Médico não é preparado para viver no mundo dos doentes
Médico não é preparado para viver no mundo dos doentes
“Eu não tive uma única aula sobre como ser marido de uma paciente”
Publicado no Jornal OTEMPO em 15/03/2011
PETER B. BACH – THE NEW YORK TIMES
Ponto de vista. Médico Peter B. Bach conta como foi acompanhar o tratamento da própria esposa, diagnosticada com câncer.
NOVA YORK, EUA. Como estudante de medicina 20 anos atrás, aprendi tudo sobre anatomia, fisiologia e farmacologia. Meus professores também me ensinaram, implicitamente, a vestir o jaleco branco de médico como se ele fosse um escudo contra a vulnerabilidade humana. Usando o jaleco, você poderia chegar perto da fragilidade, até a tocar, e ela não conseguiria puxar você para o estado vulnerável.
O treinamento na residência médica, com suas horas difíceis e seu ritmo incansável, acrescentou mais camadas de verniz protetoras. Mas, em todos esses anos, eu não tive uma única aula sobre como ser um paciente, tampouco sobre como ser marido de uma paciente com câncer.
Eram 8h de uma quarta-feira ensolarada e agradável de outubro quando eu fiquei nessa situação. Minha mulher, Ruth, e eu chegamos à clínica do meu colega Hiram (Chip) Cody, cirurgião de câncer de mama e companheiro de serviço há mais de uma década no Centro do Câncer Memorial Sloan-Kettering, em Nova York, Estados Unidos. Quando eu disse a ele que Ruth havia sentido um nódulo, ele abriu espaço em sua agenda imediatamente para nos atender.
Fiquei observando tudo em minha volta, como se eu fosse um visitante de primeira viagem ao meu próprio hospital. As coisas que estavam em torno de mim todos os dias da semana, de repente, viraram grande novidade: o tipo e a quantidade de formulários que Ruth foi solicitada a completar; a conduta da primeira atendente que encontramos; os funcionários que se apresentavam e os outros que nem nos diziam seus nomes.
Aí fomos para o consultório. Geralmente, esses nódulos geram ansiedade e vários exames. A maioria costuma não demonstrar nada. Fiquei encostado no canto, sem a autoridade do meu estetoscópio e do meu jaleco branco, enquanto Cody examinava Ruth. Esperei enquanto ele examinava o seio dela.
Todo ano, centenas de milhares de mulheres no mundo saem dessas consultas com notícias que mudam suas vidas. Mas muitas outras são tranquilizadas durante a consulta ou após um resultado negativo da biópsia. Desta vez: “É, Ruth, acho que isso é um câncer”.

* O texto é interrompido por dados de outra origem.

use super::money::{Amount, Balance};
use super::policy::ConversionPolicy;
use chrono::{DateTime, Utc};
use rust_decimal::Decimal;
use serde::{Deserialize, Serialize};
use std::collections::BTreeMap;
use std::fmt;
use thiserror::Error;

/// A named balance bucket held for a caller.
#[derive(Debug, Clone, Copy, PartialEq, Eq, Hash, PartialOrd, Ord, Serialize, Deserialize)]
#[serde(rename_all = "lowercase")]
pub enum Source {
    Wallet,
    Airtime,
    Account,
}

impl Source {
    pub const ALL: [Source; 3] = [Source::Wallet, Source::Airtime, Source::Account];

    /// Capitalised name used in menus.
    pub fn label(&self) -> &'static str {
        match self {
            Source::Wallet => "Wallet",
            Source::Airtime => "Airtime",
            Source::Account => "Account",
        }
    }
}

impl fmt::Display for Source {
    fn fmt(&self, f: &mut fmt::Formatter<'_>) -> fmt::Result {
        f.write_str(match self {
            Source::Wallet => "wallet",
            Source::Airtime => "airtime",
            Source::Account => "account",
        })
    }
}

/// How much of a source an operation needed versus what was there.
#[derive(Debug, Clone, Copy, PartialEq)]
pub struct Shortfall {
    pub source: Source,
    pub required: Decimal,
    pub available: Decimal,
}

impl Shortfall {
    pub fn missing(&self) -> Decimal {
        self.required - self.available
    }
}

#[derive(Error, Debug, Clone, PartialEq)]
pub enum LedgerError {
    #[error("amount {amount} is outside the allowed range {min} to {max}")]
    OutOfBounds {
        amount: Decimal,
        min: Decimal,
        max: Decimal,
    },
    #[error("insufficient {bucket} balance: {available} available, {requested} requested")]
    InsufficientFunds {
        bucket: Source,
        available: Decimal,
        requested: Decimal,
    },
    #[error("insufficient funds in {} source(s)", .0.len())]
    Shortfall(Vec<Shortfall>),
    #[error("cannot convert {0} into itself")]
    SameSource(Source),
}

/// Outcome of a successful conversion between two sources.
#[derive(Debug, Clone, Copy, PartialEq)]
pub struct Conversion {
    pub from: Source,
    pub to: Source,
    pub debited: Decimal,
    pub converted: Decimal,
    pub fee: Decimal,
    pub from_balance: Balance,
    pub to_balance: Balance,
}

#[derive(Debug, Clone, Copy, PartialEq, Serialize, Deserialize)]
pub struct SourceBalance {
    pub balance: Balance,
    pub last_updated: DateTime<Utc>,
}

/// Every source balance held for one caller.
///
/// All mutators validate before they touch any balance, so a rejected
/// operation leaves the account exactly as it was.
#[derive(Debug, Clone, PartialEq, Serialize, Deserialize)]
pub struct LedgerAccount {
    pub caller: String,
    balances: BTreeMap<Source, SourceBalance>,
}

impl LedgerAccount {
    pub fn new(caller: impl Into<String>) -> Self {
        Self {
            caller: caller.into(),
            balances: BTreeMap::new(),
        }
    }

    /// Balance of `source`, zero when the caller never held any.
    pub fn balance(&self, source: Source) -> Balance {
        self.balances
            .get(&source)
            .map(|entry| entry.balance)
            .unwrap_or(Balance::ZERO)
    }

    pub fn last_updated(&self, source: Source) -> Option<DateTime<Utc>> {
        self.balances.get(&source).map(|entry| entry.last_updated)
    }

    /// Overwrites a balance outright. Used when seeding accounts.
    pub fn set_balance(&mut self, source: Source, balance: Balance, now: DateTime<Utc>) {
        self.balances.insert(
            source,
            SourceBalance {
                balance,
                last_updated: now,
            },
        );
    }

    pub fn credit(&mut self, source: Source, amount: Amount, now: DateTime<Utc>) -> Balance {
        let updated = self.balance(source) + amount;
        self.set_balance(source, updated, now);
        updated
    }

    pub fn debit(
        &mut self,
        source: Source,
        amount: Amount,
        now: DateTime<Utc>,
    ) -> Result<Balance, LedgerError> {
        let current = self.balance(source);
        let updated = current
            .checked_sub(amount)
            .ok_or(LedgerError::InsufficientFunds {
                bucket: source,
                available: current.value(),
                requested: amount.value(),
            })?;
        self.set_balance(source, updated, now);
        Ok(updated)
    }

    /// Debits every `(source, amount)` pair or none of them.
    pub fn debit_all(
        &mut self,
        totals: &BTreeMap<Source, Decimal>,
        now: DateTime<Utc>,
    ) -> Result<BTreeMap<Source, Balance>, LedgerError> {
        let shortfalls: Vec<Shortfall> = totals
            .iter()
            .filter(|(source, required)| self.balance(**source).value() < **required)
            .map(|(source, required)| Shortfall {
                source: *source,
                required: *required,
                available: self.balance(*source).value(),
            })
            .collect();
        if !shortfalls.is_empty() {
            return Err(LedgerError::Shortfall(shortfalls));
        }

        let mut updated = BTreeMap::new();
        for (source, required) in totals {
            let balance = match Amount::new(*required) {
                Ok(amount) => self.debit(*source, amount, now)?,
                Err(_) => self.balance(*source),
            };
            updated.insert(*source, balance);
        }
        Ok(updated)
    }

    /// Moves `amount` out of `from` and credits `amount * rate` into `to`.
    pub fn convert(
        &mut self,
        from: Source,
        to: Source,
        amount: Amount,
        policy: &ConversionPolicy,
        now: DateTime<Utc>,
    ) -> Result<Conversion, LedgerError> {
        if from == to {
            return Err(LedgerError::SameSource(from));
        }
        policy.check_bounds(amount.value())?;

        let (converted, fee) = policy.quote(amount.value());
        let from_balance = self.debit(from, amount, now)?;
        let to_balance = match Amount::new(converted) {
            Ok(credited) => self.credit(to, credited, now),
            Err(_) => self.balance(to),
        };

        Ok(Conversion {
            from,
            to,
            debited: amount.value(),
            converted,
            fee,
            from_balance,
            to_balance,
        })
    }
}

#[cfg(test)]
mod tests {
    use super::*;
    use rust_decimal_macros::dec;

    fn now() -> DateTime<Utc> {
        DateTime::from_timestamp(1_700_000_000, 0).unwrap()
    }

    fn account(wallet: Decimal, airtime: Decimal) -> LedgerAccount {
        let mut account = LedgerAccount::new("1234567890");
        account.set_balance(Source::Wallet, Balance(wallet), now());
        account.set_balance(Source::Airtime, Balance(airtime), now());
        account
    }

    #[test]
    fn test_unknown_source_reads_zero() {
        let account = LedgerAccount::new("1");
        assert_eq!(account.balance(Source::Account), Balance::ZERO);
        assert_eq!(account.last_updated(Source::Account), None);
    }

    #[test]
    fn test_debit_insufficient_leaves_balance() {
        let mut account = account(dec!(10.0), dec!(0));
        let result = account.debit(Source::Wallet, Amount::new(dec!(20.0)).unwrap(), now());
        assert!(matches!(
            result,
            Err(LedgerError::InsufficientFunds { bucket: Source::Wallet, .. })
        ));
        assert_eq!(account.balance(Source::Wallet), Balance(dec!(10.0)));
    }

    #[test]
    fn test_convert_airtime_to_wallet() {
        let mut account = account(dec!(100), dec!(120.5));
        let conversion = account
            .convert(
                Source::Airtime,
                Source::Wallet,
                Amount::new(dec!(50)).unwrap(),
                &ConversionPolicy::default(),
                now(),
            )
            .unwrap();

        assert_eq!(conversion.converted, dec!(47.5));
        assert_eq!(conversion.fee, dec!(2.5));
        assert_eq!(account.balance(Source::Wallet), Balance(dec!(147.5)));
        assert_eq!(account.balance(Source::Airtime), Balance(dec!(70.5)));
    }

    #[test]
    fn test_convert_rejects_out_of_bounds_without_mutation() {
        let mut account = account(dec!(100), dec!(1000));
        let policy = ConversionPolicy::default();

        let low = account.convert(
            Source::Airtime,
            Source::Wallet,
            Amount::new(dec!(9.99)).unwrap(),
            &policy,
            now(),
        );
        let high = account.convert(
            Source::Airtime,
            Source::Wallet,
            Amount::new(dec!(500.01)).unwrap(),
            &policy,
            now(),
        );

        assert!(matches!(low, Err(LedgerError::OutOfBounds { .. })));
        assert!(matches!(high, Err(LedgerError::OutOfBounds { .. })));
        assert_eq!(account.balance(Source::Airtime), Balance(dec!(1000)));
        assert_eq!(account.balance(Source::Wallet), Balance(dec!(100)));
    }

    #[test]
    fn test_convert_rejects_more_than_source_balance() {
        let mut account = account(dec!(100), dec!(45.75));
        let result = account.convert(
            Source::Airtime,
            Source::Wallet,
            Amount::new(dec!(50)).unwrap(),
            &ConversionPolicy::default(),
            now(),
        );
        assert!(matches!(
            result,
            Err(LedgerError::InsufficientFunds { bucket: Source::Airtime, .. })
        ));
        assert_eq!(account.balance(Source::Wallet), Balance(dec!(100)));
    }

    #[test]
    fn test_debit_all_is_all_or_nothing() {
        let mut account = account(dec!(150), dec!(10));
        let totals = BTreeMap::from([(Source::Wallet, dec!(100)), (Source::Airtime, dec!(30))]);

        let result = account.debit_all(&totals, now());
        match result {
            Err(LedgerError::Shortfall(shortfalls)) => {
                assert_eq!(shortfalls.len(), 1);
                assert_eq!(shortfalls[0].source, Source::Airtime);
                assert_eq!(shortfalls[0].missing(), dec!(20));
            }
            other => panic!("expected shortfall, got {other:?}"),
        }
        assert_eq!(account.balance(Source::Wallet), Balance(dec!(150)));
        assert_eq!(account.balance(Source::Airtime), Balance(dec!(10)));

        let totals = BTreeMap::from([(Source::Wallet, dec!(100)), (Source::Airtime, dec!(10))]);
        let updated = account.debit_all(&totals, now()).unwrap();
        assert_eq!(updated[&Source::Wallet], Balance(dec!(50)));
        assert_eq!(updated[&Source::Airtime], Balance::ZERO);
    }
}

Do outro lado. Meus colegas de dez anos no Sloan-Kettering – a quem eu via todo dia no hospital, a quem eu vi se casarem, com quem eu bebia nas festas de fim de ano e ao lado de quem eu me assentava nas reuniões – estavam prestes a se tornarem médicos de Ruth. Os lugares, pelos quais passei ano após ano – as salas de exame na clínica, os ambientes de espera perto do bloco cirúrgico, o chão do hospital por onde os pacientes andavam com tubos intravenosos – foram transformados em lugares que eu frequentaria aterrorizado em breve.
Meia hora antes daquela consulta, minha maior preocupação, quando eu ia ao hospital, era encontrar um lugar para estacionar.
Cody pegou um bloquinho e fez um desenho simples dos seios da minha mulher, com mamilos e tudo. Aí ele sobrepôs um esboço do tumor que ele havia sentido. Em uma nova folha de papel, ele desenhou uma versão ampliada do tumor crescendo, explicando como ele havia provavelmente começado dentro dos dutos de leite dela. Mais alguns rabiscos mostraram o câncer invadindo os dutos até o tecido mamário e formando a massa. Então ele mostrou como aquela doença poderia viajar pelos canais e se espalhar para os nódulos linfáticos. Era o início de uma nova vida para nós.